→ Exercise description:
In the lines below, look for "workers". Copy each line where it appears.

Source data below:

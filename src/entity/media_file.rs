//! Media file entity: photos/videos attached to a daily report.

use sea_orm::entity::prelude::*;

#[derive(Clone, Debug, PartialEq, Eq, DeriveEntityModel)]
#[sea_orm(table_name = "media_files")]
pub struct Model {
    #[sea_orm(primary_key, auto_increment = false)]
    pub id: Uuid,
    pub report_id: Uuid,
    /// Activity the media documents, when attributable to one.
    pub activity_name: Option<String>,
    pub file_name: String,
    /// Object key in the media bucket.
    pub file_path: String,
    pub file_type: String,
    pub file_size: i64,
    pub uploaded_by: Uuid,
    pub created_at: DateTimeUtc,
}

#[derive(Copy, Clone, Debug, EnumIter, DeriveRelation)]
pub enum Relation {
    #[sea_orm(
        belongs_to = "super::daily_report::Entity",
        from = "Column::ReportId",
        to = "super::daily_report::Column::Id",
        on_delete = "Cascade"
    )]
    Report,
    #[sea_orm(
        belongs_to = "super::user::Entity",
        from = "Column::UploadedBy",
        to = "super::user::Column::Id"
    )]
    Uploader,
}

impl Related<super::daily_report::Entity> for Entity {
    fn to() -> RelationDef {
        Relation::Report.def()
    }
}

impl Related<super::user::Entity> for Entity {
    fn to() -> RelationDef {
        Relation::Uploader.def()
    }
}

impl ActiveModelBehavior for ActiveModel {}
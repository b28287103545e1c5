//! Email log entity: one row per dispatch attempt.
//!
//! `recipient_email` deliberately carries no foreign key; logs must survive
//! recipient deletion.

use sea_orm::entity::prelude::*;

#[derive(Clone, Debug, PartialEq, Eq, DeriveEntityModel)]
#[sea_orm(table_name = "email_logs")]
pub struct Model {
    #[sea_orm(primary_key, auto_increment = false)]
    pub id: Uuid,
    pub recipient_email: String,
    pub subject: String,
    pub report_date: Date,
    pub attachment_name: Option<String>,
    /// pending | sent | failed
    pub status: String,
    pub error_message: Option<String>,
    pub created_at: DateTimeUtc,
}

#[derive(Copy, Clone, Debug, EnumIter, DeriveRelation)]
pub enum Relation {}

impl ActiveModelBehavior for ActiveModel {}
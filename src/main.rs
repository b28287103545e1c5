//! DPR Server - Main entry point.
//!
//! Starts the Actix-web server with configured routes and middleware.

use actix_cors::Cors;
use actix_web::{App, HttpServer, http::header, web};
use sea_orm_migration::MigratorTrait;
use tracing::{Level, error, info, warn};
use tracing_subscriber::FmtSubscriber;
use utoipa::OpenApi;
use utoipa_swagger_ui::SwaggerUi;

use dpr_server_lib::auth::ServiceKey;
use dpr_server_lib::config::{Config, SERVICE_KEY_HEADER, SESSION_TOKEN_HEADER};
use dpr_server_lib::db::DbPool;
use dpr_server_lib::migration::Migrator;
use dpr_server_lib::services::Storage;
use dpr_server_lib::{api, middleware};

#[actix_web::main]
async fn main() -> std::io::Result<()> {
    // Load environment variables from .env file
    dotenvy::dotenv().ok();

    // Initialize logging
    let subscriber = FmtSubscriber::builder()
        .with_max_level(Level::INFO)
        .with_env_filter(tracing_subscriber::EnvFilter::from_default_env())
        .finish();
    tracing::subscriber::set_global_default(subscriber).expect("Failed to set tracing subscriber");

    // Load configuration
    let config = match Config::from_env() {
        Ok(cfg) => cfg,
        Err(e) => {
            error!("Failed to load configuration: {}", e);
            error!("");
            error!("Please check your environment variables:");
            error!("  - RUST_ENV must be set to 'development' or 'production'");
            error!("  - In production, DATABASE_URL and S3 credentials must be set");
            error!("  - In production, values must not match development defaults");
            std::process::exit(1);
        }
    };

    info!("========================================");
    info!("  DPR Server");
    info!("  Environment: {}", config.environment);
    info!("  Sites: {}", config.sites.join(", "));
    info!("========================================");

    if config.is_development() {
        warn!("Running in DEVELOPMENT mode - do not use in production!");
        info!("Using development defaults for DATABASE_URL, S3 and the service key");
    }

    // Connect to PostgreSQL
    let pool = match DbPool::connect(&config.database_url).await {
        Ok(pool) => pool,
        Err(e) => {
            error!("Failed to connect to database: {}", e);
            std::process::exit(1);
        }
    };
    info!("Database connection established");

    // Run migrations
    if let Err(e) = Migrator::up(pool.connection(), None).await {
        error!("Failed to run migrations: {}", e);
        std::process::exit(1);
    }
    info!("Database migrations complete");

    // Initialize S3 storage (creates the bucket in development/MinIO)
    let storage = match Storage::new(&config.s3).await {
        Ok(storage) => storage,
        Err(e) => {
            error!("Failed to initialize S3 storage: {}", e);
            std::process::exit(1);
        }
    };

    // SMTP is optional at startup; the dispatch bin fails loudly instead.
    if !config.smtp.is_complete() {
        warn!("SMTP configuration incomplete - email dispatch will be unavailable");
    }

    // Prepare shared state
    let bind_address = config.bind_address();
    let service_key = ServiceKey::new(config.service_key.clone());
    let max_upload_size = config.max_upload_size;
    let is_development = config.is_development();

    let worker_count = if is_development {
        info!(
            "Starting server at http://{} (4 workers - development mode)",
            bind_address
        );
        4
    } else {
        let cpus = num_cpus::get();
        info!(
            "Starting server at http://{} ({} workers)",
            bind_address, cpus
        );
        cpus
    };

    // Start HTTP server
    let server = HttpServer::new(move || {
        // Configure CORS
        let cors = if is_development {
            // Permissive CORS for development
            Cors::default()
                .allowed_origin("http://localhost:3000")
                .allowed_origin("http://127.0.0.1:3000")
                .allowed_methods(vec!["GET", "POST", "PUT", "PATCH", "DELETE", "OPTIONS"])
                .allowed_headers(vec![
                    header::AUTHORIZATION,
                    header::ACCEPT,
                    header::CONTENT_TYPE,
                    SESSION_TOKEN_HEADER.parse().unwrap(),
                    SERVICE_KEY_HEADER.parse().unwrap(),
                ])
                .max_age(3600)
        } else {
            // Restrictive CORS for production (same-origin only)
            Cors::default()
                .allowed_methods(vec!["GET", "POST", "PUT", "PATCH", "DELETE", "OPTIONS"])
                .allowed_headers(vec![
                    header::AUTHORIZATION,
                    header::ACCEPT,
                    header::CONTENT_TYPE,
                    SESSION_TOKEN_HEADER.parse().unwrap(),
                    SERVICE_KEY_HEADER.parse().unwrap(),
                ])
                .max_age(3600)
        };

        App::new()
            // Add CORS middleware (must be before other middleware)
            .wrap(cors)
            // Add request logging middleware
            .wrap(middleware::RequestLogger)
            // Add shared state
            .app_data(web::Data::new(pool.clone()))
            .app_data(web::Data::new(config.clone()))
            .app_data(web::Data::new(service_key.clone()))
            .app_data(web::Data::new(storage.clone()))
            // Allow some multipart overhead above the per-file limit;
            // the streaming code enforces the real bound.
            .app_data(web::PayloadConfig::new(max_upload_size * 2))
            // Configure API routes
            .service(
                web::scope("/api/v1")
                    .configure(api::configure_health_routes)
                    .configure(api::configure_auth_routes)
                    .configure(api::configure_user_routes)
                    .configure(api::configure_media_routes)
                    .configure(api::configure_report_routes)
                    .configure(api::configure_activity_routes)
                    .configure(api::configure_recipient_routes)
                    .configure(api::configure_export_routes)
                    .configure(api::configure_metrics_routes),
            )
            .service(
                SwaggerUi::new("/swagger-ui/{_:.*}")
                    .url("/api-docs/openapi.json", api::ApiDoc::openapi()),
            )
    });

    // Set worker count
    server
        .workers(worker_count)
        .bind(&bind_address)?
        .run()
        .await
}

End of Source data.

→ Answer section:
            "Starting server at http://{} (4 workers - development mode)",
            "Starting server at http://{} ({} workers)",
        .workers(worker_count)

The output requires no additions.